WHAT YOU SHOULD DO - Report each line of the entries below that has the word "joined" in it.

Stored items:
//! Pipeline controller.
//!
//! ```text
//! Start ──► Routed ──► ClarifyAndStop                      (questions asked)
//!              │
//!              └─────► Drafted ──► Audited ──► Finalized
//! ```
//!
//! Stages run strictly downstream and any failure aborts the request.

use std::str::FromStr;
use std::sync::Arc;

use conclave_agents::{QaGate, QaReport, SpecialistRunner, Writer};
use conclave_common::{AgentResult, AgentRole, ConclaveError, ConversationTurn, Result};
use conclave_llm::{GenerationClient, LlmClient};
use serde::{Deserialize, Serialize};
use tokio::task::JoinSet;
use tracing::{Instrument, debug, info, info_span, warn};
use uuid::Uuid;

use crate::config::CoordinatorConfig;
use crate::routing::{Router, RouterDecision};

const CLARIFICATION_PREFIX: &str = "Jeg mangler lige lidt info:\n- ";

/// How specialist drafts are produced.
#[derive(Debug, Clone, Copy, Default, PartialEq, Eq, Serialize, Deserialize)]
#[serde(rename_all = "lowercase")]
pub enum FanOutMode {
    #[default]
    Sequential,
    /// Specialists run as separate tasks; drafts still come back in
    /// router order. The tasks never outlive the request.
    Concurrent,
}

impl FromStr for FanOutMode {
    type Err = ConclaveError;

    fn from_str(s: &str) -> Result<Self> {
        match s.trim().to_lowercase().as_str() {
            "sequential" => Ok(Self::Sequential),
            "concurrent" => Ok(Self::Concurrent),
            other => Err(ConclaveError::Config(format!(
                "Unknown fan-out mode '{other}' (expected 'sequential' or 'concurrent')"
            ))),
        }
    }
}

#[derive(Debug, Clone, Copy, PartialEq, Eq)]
pub enum PipelineStage {
    Routed,
    ClarifyAndStop,
    Drafted,
    Audited,
    Finalized,
}

impl std::fmt::Display for PipelineStage {
    fn fmt(&self, f: &mut std::fmt::Formatter<'_>) -> std::fmt::Result {
        let name = match self {
            Self::Routed => "routed",
            Self::ClarifyAndStop => "clarify_and_stop",
            Self::Drafted => "drafted",
            Self::Audited => "audited",
            Self::Finalized => "finalized",
        };
        f.write_str(name)
    }
}

#[derive(Debug, Clone, Serialize, Deserialize)]
pub struct ChatRequest {
    pub message: String,
    #[serde(default)]
    pub history: Vec<ConversationTurn>,
}

/// Diagnostic trace. Only `router` is present on a clarification turn.
#[derive(Debug, Clone, PartialEq, Serialize, Deserialize)]
pub struct DebugTrace {
    pub router: RouterDecision,
    #[serde(default, skip_serializing_if = "Option::is_none")]
    pub drafts: Option<Vec<AgentResult>>,
    #[serde(default, skip_serializing_if = "Option::is_none")]
    pub qa: Option<QaReport>,
}

#[derive(Debug, Clone, Serialize, Deserialize)]
pub struct ChatResponse {
    pub answer: String,
    pub debug: DebugTrace,
}

pub fn clarification_answer(questions: &[String]) -> String {
    format!("{CLARIFICATION_PREFIX}{}", questions.join("\n- "))
}

/// Roles that draft, in router order. `writer` and `qa` are skipped.
pub fn drafting_roles(decision: &RouterDecision) -> Vec<AgentRole> {
    decision
        .selected_agents
        .iter()
        .copied()
        .filter(|role| {
            let keep = role.is_drafting_specialist();
            if !keep {
                warn!(agent = %role, "Skipping reserved role selected as specialist");
            }
            keep
        })
        .collect()
}

pub struct Pipeline {
    router: Router,
    specialists: Arc<SpecialistRunner>,
    qa: QaGate,
    writer: Writer,
    fan_out: FanOutMode,
}

impl Pipeline {
    pub fn new(generation: Arc<GenerationClient>, fan_out: FanOutMode) -> Self {
        Self {
            router: Router::new(generation.clone()),
            specialists: Arc::new(SpecialistRunner::new(generation.clone())),
            qa: QaGate::new(generation.clone()),
            writer: Writer::new(generation),
            fan_out,
        }
    }

    pub fn from_config(llm: Arc<dyn LlmClient>, config: &CoordinatorConfig) -> Self {
        let generation = Arc::new(GenerationClient::from_config(llm, &config.llm));
        Self::new(generation, config.pipeline.fan_out)
    }

    pub fn fan_out(&self) -> FanOutMode {
        self.fan_out
    }

    /// Run one chat request end to end.
    pub async fn run(&self, request: &ChatRequest) -> Result<ChatResponse> {
        let request_id = Uuid::new_v4();
        let span = info_span!("chat", %request_id);
        self.execute(request).instrument(span).await
    }

    async fn execute(&self, request: &ChatRequest) -> Result<ChatResponse> {
        let message = request.message.as_str();
        let history = request.history.as_slice();

        info!(
            message_len = message.len(),
            history_len = history.len(),
            fan_out = ?self.fan_out,
            "Chat request received"
        );

        let router = self.router.route(message, history).await?;
        info!(stage = %PipelineStage::Routed, "Stage complete");

        if router.needs_clarification() {
            info!(
                stage = %PipelineStage::ClarifyAndStop,
                questions = router.clarifying_questions.len(),
                "Asking for clarification"
            );
            return Ok(ChatResponse {
                answer: clarification_answer(&router.clarifying_questions),
                debug: DebugTrace {
                    router,
                    drafts: None,
                    qa: None,
                },
            });
        }

        let roles = drafting_roles(&router);
        let drafts = match self.fan_out {
            FanOutMode::Sequential => self.draft_sequential(&roles, message, history).await?,
            FanOutMode::Concurrent => self.draft_concurrent(&roles, message, history).await?,
        };
        info!(stage = %PipelineStage::Drafted, drafts = drafts.len(), "Stage complete");

        let qa = self.qa.review(message, history, &drafts).await?;
        info!(stage = %PipelineStage::Audited, passed = qa.passed, "Stage complete");

        let answer = self.writer.finalize(message, history, &drafts, &qa).await?;
        info!(stage = %PipelineStage::Finalized, answer_len = answer.len(), "Stage complete");

        Ok(ChatResponse {
            answer,
            debug: DebugTrace {
                router,
                drafts: Some(drafts),
                qa: Some(qa),
            },
        })
    }

    async fn draft_sequential(
        &self,
        roles: &[AgentRole],
        message: &str,
        history: &[ConversationTurn],
    ) -> Result<Vec<AgentResult>> {
        let mut drafts = Vec::with_capacity(roles.len());
        for &role in roles {
            drafts.push(self.specialists.run(role, message, history).await?);
        }
        Ok(drafts)
    }

    async fn draft_concurrent(
        &self,
        roles: &[AgentRole],
        message: &str,
        history: &[ConversationTurn],
    ) -> Result<Vec<AgentResult>> {
        let message: Arc<str> = Arc::from(message);
        let history: Arc<[ConversationTurn]> = Arc::from(history);

        // Dropping the set aborts every specialist still running, so a
        // cancelled request leaves no calls behind.
        let mut tasks = JoinSet::new();
        for (index, &role) in roles.iter().enumerate() {
            let runner = self.specialists.clone();
            let message = message.clone();
            let history = history.clone();
            tasks.spawn(
                async move { (index, runner.run(role, &message, &history).await) }
                    .in_current_span(),
            );
        }

        debug!(tasks = tasks.len(), "Specialists spawned");

        let mut indexed = Vec::with_capacity(roles.len());
        while let Some(joined) = tasks.join_next().await {
            let (index, outcome) = joined
                .map_err(|e| ConclaveError::Agent(format!("Specialist task failed: {e}")))?;
            indexed.push((index, outcome?));
        }

        // Completion order is arbitrary; drafts follow router order.
        indexed.sort_by_key(|(index, _)| *index);
        Ok(indexed.into_iter().map(|(_, draft)| draft).collect())
    }
}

ANSWER TO THIS EXERCISE -
        while let Some(joined) = tasks.join_next().await {
            let (index, outcome) = joined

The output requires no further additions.